En Estados Unidos, la temporada de fútbol americano es el bombazo del año. Pero no estamos hablando del típico soccer de 90 minutos a balón pie, ¡no señor! Esto es el monstruo del deporte, la tradición más grande del país. En Boston, las escuelas tienen un equipo de chicas que hace temblar el suelo con su competitividad. Y es así que muchas de ellas aspiran a llegar a lo más alto.
Durante el otoño, las animadoras se preparan para hacer estallar al público con sus pompones de colores a juego con los uniformes de cada jugador. Cada viernes por la noche, ¡los partidos se convierten en una fiesta! Se limpian los instrumentos para que la música suene a todo volumen en el estadio. Pero mientras las chicas se visten con sus botas y camisetas en los vestuarios, alguien se mantiene al margen de toda esa locura: Esa soy yo, Camila Monroe.

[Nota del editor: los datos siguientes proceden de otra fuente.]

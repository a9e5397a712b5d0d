//! Block-oriented audio file decoding using symphonia.

#![allow(clippy::unwrap_used)] // Tests use unwrap for brevity

use std::collections::VecDeque;
use std::fs::File;
use std::path::{Path, PathBuf};

use flowstate_core::{AudioBlock, Error, Result, StreamProperties};
use symphonia::core::{
    audio::SampleBuffer,
    codecs::{Decoder, DecoderOptions, CODEC_TYPE_NULL},
    errors::{Error as SymphoniaError, SeekErrorKind},
    formats::{FormatOptions, FormatReader, SeekMode, SeekTo},
    io::{MediaSourceStream, MediaSourceStreamOptions},
    meta::MetadataOptions,
    probe::Hint,
    units::{Time, TimeBase},
};
use tracing::{debug, error, trace, warn};

use crate::channels::adapt_interleaved;

/// Outcome of reading one block.
#[derive(Debug)]
pub enum BlockRead {
    /// A full block; the last one of a stream is zero-padded.
    Block(AudioBlock),
    /// No frames remain. Returned for every read after exhaustion.
    EndOfStream,
}

impl BlockRead {
    pub const fn is_end_of_stream(&self) -> bool {
        matches!(self, Self::EndOfStream)
    }
}

/// Incremental decoder for one open audio file.
pub struct StreamDecoder {
    path: PathBuf,
    format: Box<dyn FormatReader>,
    decoder: Box<dyn Decoder>,
    track_id: u32,
    time_base: Option<TimeBase>,
    properties: StreamProperties,
    duration_frames: Option<u64>,
    /// Decoded interleaved samples not yet handed out.
    pending: VecDeque<f32>,
    sample_buf: Option<SampleBuffer<f32>>,
    /// Samples to drop after an accurate seek landed before the target.
    skip_samples: usize,
    /// Stream position of the next frame handed out.
    position_frames: u64,
    /// The container has no more packets.
    source_done: bool,
    /// Every frame has been handed out.
    exhausted: bool,
}

impl StreamDecoder {
    /// Open a file and probe its stream properties.
    pub fn open(path: impl AsRef<Path>) -> Result<Self> {
        let path = path.as_ref();
        let file = File::open(path)
            .map_err(|e| Error::Open(format!("{}: {e}", path.display())))?;
        let mss = MediaSourceStream::new(Box::new(file), MediaSourceStreamOptions::default());

        let mut hint = Hint::new();
        if let Some(ext) = path.extension().and_then(|e| e.to_str()) {
            hint.with_extension(ext);
        }

        let format_opts = FormatOptions {
            enable_gapless: true,
            ..Default::default()
        };

        let probed = symphonia::default::get_probe()
            .format(&hint, mss, &format_opts, &MetadataOptions::default())
            .map_err(|e| Error::Open(format!("{}: unsupported format: {e}", path.display())))?;

        let format = probed.format;

        // Find the first audio track
        let track = format
            .tracks()
            .iter()
            .find(|t| t.codec_params.codec != CODEC_TYPE_NULL)
            .ok_or_else(|| Error::Open(format!("{}: no audio tracks found", path.display())))?;

        let track_id = track.id;
        let time_base = track.codec_params.time_base;
        let duration_frames = track.codec_params.n_frames;
        let sample_rate = track.codec_params.sample_rate;
        let channels = track.codec_params.channels.map(|c| c.count() as u16);

        let decoder = symphonia::default::get_codecs()
            .make(&track.codec_params, &DecoderOptions::default())
            .map_err(|e| Error::Open(format!("{}: no decoder: {e}", path.display())))?;

        let mut stream = Self {
            path: path.to_path_buf(),
            format,
            decoder,
            track_id,
            time_base,
            properties: StreamProperties::default(),
            duration_frames,
            pending: VecDeque::new(),
            sample_buf: None,
            skip_samples: 0,
            position_frames: 0,
            source_done: false,
            exhausted: false,
        };

        stream.properties = match (sample_rate, channels) {
            (Some(rate), Some(ch)) => StreamProperties::new(rate, ch)?,
            // Some containers only reveal the layout once a packet is decoded
            _ => stream.prime_properties(sample_rate)?,
        };

        debug!(
            "Opened {}: track={}, {}, duration={:?}",
            stream.path.display(),
            track_id,
            stream.properties,
            stream.duration_secs()
        );

        Ok(stream)
    }

    /// Sample rate and channel count of the decoded stream.
    pub const fn properties(&self) -> StreamProperties {
        self.properties
    }

    /// Path this decoder was opened from.
    pub fn path(&self) -> &Path {
        &self.path
    }

    /// Total duration in seconds, if the container reports it.
    pub fn duration_secs(&self) -> Option<f64> {
        self.duration_frames
            .map(|frames| self.properties.frames_to_secs(frames))
    }

    /// Stream position of the next frame to be read.
    pub const fn position_frames(&self) -> u64 {
        self.position_frames
    }

    pub fn position_secs(&self) -> f64 {
        self.properties.frames_to_secs(self.position_frames)
    }

    /// Whether end of stream has been reached.
    pub const fn is_exhausted(&self) -> bool {
        self.exhausted
    }

    /// Read exactly `frames` frames, zero-padding the final block.
    ///
    /// A decode failure mid-stream is returned once; the stream counts as
    /// exhausted afterwards.
    pub fn read_block(&mut self, frames: usize) -> Result<BlockRead> {
        if self.exhausted || frames == 0 {
            return Ok(BlockRead::EndOfStream);
        }

        let channels = self.properties.channel_count();
        let wanted = frames * channels;

        while self.pending.len() < wanted && !self.source_done {
            if let Err(e) = self.decode_packet() {
                self.exhausted = true;
                self.pending.clear();
                return Err(e);
            }
        }

        if self.pending.is_empty() {
            self.exhausted = true;
            debug!("End of stream: {}", self.path.display());
            return Ok(BlockRead::EndOfStream);
        }

        let available = self.pending.len().min(wanted);
        let mut samples: Vec<f32> = self.pending.drain(..available).collect();
        samples.resize(wanted, 0.0);

        let block = AudioBlock::from_interleaved(samples, self.properties)
            .with_start_frame(self.position_frames);
        self.position_frames += (available / channels) as u64;

        trace!("Read block at frame {}", block.start_frame());
        Ok(BlockRead::Block(block))
    }

    /// Seek to `position_secs`.
    ///
    /// Positions past the end clamp to end of stream.
    pub fn seek(&mut self, position_secs: f64) -> Result<()> {
        if !position_secs.is_finite() || position_secs < 0.0 {
            return Err(Error::Seek(format!("invalid position {position_secs}")));
        }

        let target_frames = self.properties.secs_to_frames(position_secs);
        self.pending.clear();
        self.skip_samples = 0;

        if let Some(total) = self.duration_frames {
            if target_frames >= total {
                debug!("Seek to {position_secs:.2}s is past the end, clamping");
                self.mark_exhausted_at(total);
                return Ok(());
            }
        }

        let seeked = match self.format.seek(
            SeekMode::Accurate,
            SeekTo::Time {
                time: Time::from(position_secs),
                track_id: Some(self.track_id),
            },
        ) {
            Ok(seeked) => seeked,
            Err(SymphoniaError::SeekError(SeekErrorKind::OutOfRange)) => {
                // Duration unknown up front; the container knows better
                debug!("Seek to {position_secs:.2}s is out of range, clamping");
                self.mark_exhausted_at(target_frames);
                return Ok(());
            }
            Err(e) => return Err(Error::Seek(format!("{}: {e}", self.path.display()))),
        };

        // Reset decoder state
        self.decoder.reset();

        let required = self.ts_to_frames(seeked.required_ts);
        let actual = self.ts_to_frames(seeked.actual_ts);
        self.skip_samples = required.saturating_sub(actual) as usize * self.properties.channel_count();
        self.position_frames = required;
        self.source_done = false;
        self.exhausted = false;

        debug!("Seeked to frame {required} (landed at {actual})");
        Ok(())
    }

    fn mark_exhausted_at(&mut self, frame: u64) {
        self.position_frames = frame;
        self.source_done = true;
        self.exhausted = true;
    }

    fn ts_to_frames(&self, ts: u64) -> u64 {
        match self.time_base {
            Some(tb) => {
                let time = tb.calc_time(ts);
                let rate = f64::from(self.properties.sample_rate);
                time.seconds * u64::from(self.properties.sample_rate)
                    + (time.frac * rate).round() as u64
            }
            None => ts,
        }
    }

    fn prime_properties(&mut self, sample_rate: Option<u32>) -> Result<StreamProperties> {
        let spec = loop {
            let packet = self
                .format
                .next_packet()
                .map_err(|e| Error::Open(format!("{}: empty stream: {e}", self.path.display())))?;
            if packet.track_id() != self.track_id {
                continue;
            }
            match self.decoder.decode(&packet) {
                Ok(decoded) => {
                    let spec = *decoded.spec();
                    let samples = copy_interleaved(&mut self.sample_buf, decoded);
                    self.pending.extend(samples.iter().copied());
                    break spec;
                }
                Err(SymphoniaError::DecodeError(e)) => warn!("Skipping corrupt packet: {e}"),
                Err(e) => return Err(Error::Open(format!("{}: {e}", self.path.display()))),
            }
        };

        StreamProperties::new(sample_rate.unwrap_or(spec.rate), spec.channels.count() as u16)
    }

    fn decode_packet(&mut self) -> Result<()> {
        loop {
            let packet = match self.format.next_packet() {
                Ok(packet) => packet,
                Err(SymphoniaError::IoError(e))
                    if e.kind() == std::io::ErrorKind::UnexpectedEof =>
                {
                    self.source_done = true;
                    return Ok(());
                }
                Err(SymphoniaError::ResetRequired) => {
                    warn!("Stream reset required, treating as end of stream");
                    self.source_done = true;
                    return Ok(());
                }
                Err(e) => {
                    error!("Failed to read packet: {e}");
                    return Err(Error::Decode(format!("failed to read packet: {e}")));
                }
            };

            // Skip packets for other tracks
            if packet.track_id() != self.track_id {
                continue;
            }

            match self.decoder.decode(&packet) {
                Ok(decoded) => {
                    let decoded_channels = decoded.spec().channels.count() as u16;
                    let samples = copy_interleaved(&mut self.sample_buf, decoded);

                    let skip = self.skip_samples.min(samples.len());
                    self.skip_samples -= skip;
                    let samples = &samples[skip..];

                    if decoded_channels == self.properties.channels {
                        self.pending.extend(samples.iter().copied());
                    } else {
                        warn!(
                            "Packet has {decoded_channels} channels, stream has {}",
                            self.properties.channels
                        );
                        let adapted =
                            adapt_interleaved(samples, decoded_channels, self.properties.channels);
                        self.pending.extend(adapted);
                    }
                    return Ok(());
                }
                Err(SymphoniaError::DecodeError(e)) => {
                    // Log and skip corrupt frames
                    warn!("Decode error (skipping packet): {e}");
                }
                Err(e) => {
                    return Err(Error::Decode(format!("decode failed: {e}")));
                }
            }
        }
    }
}

/// Copy a decoded buffer into the reusable interleaved sample buffer.
fn copy_interleaved<'a>(
    slot: &'a mut Option<SampleBuffer<f32>>,
    decoded: symphonia::core::audio::AudioBufferRef<'_>,
) -> &'a [f32] {
    let spec = *decoded.spec();
    let capacity = decoded.capacity() as u64;

    let needs_new = slot
        .as_ref()
        .map_or(true, |buf| buf.capacity() < decoded.capacity() * spec.channels.count());
    if needs_new {
        *slot = Some(SampleBuffer::new(capacity, spec));
    }

    match slot {
        Some(buf) => {
            buf.copy_interleaved_ref(decoded);
            buf.samples()
        }
        None => &[],
    }
}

Para ser sincera no me agrada el futbol americano. Lo detesto. Lo odio. No me complace encontrar cada día un maldito folleto en mi casillero anunciando los próximos partidos de las Revengers. En éste instituto, lo único que importan son esos partidos, el sudor, y esas matonas que se adueñan de todo, mientras que las ciencias, queda en el olvido. Sin embargo, les digo algo: Camila Monroe no caerá en esa trampa jamás.
O eso pensaba hasta que un balón impacta en mi cara con toda la fuerza del mundo. ¡Salvaje!, ¡Imbécil!,¡Rompele la nariz¡, grito mi inconsciente. Y en ese momento, me asalta una pregunta muy profunda y filosófica: ¿Quién carajo me lanzó este pedazo de cartón a la cara?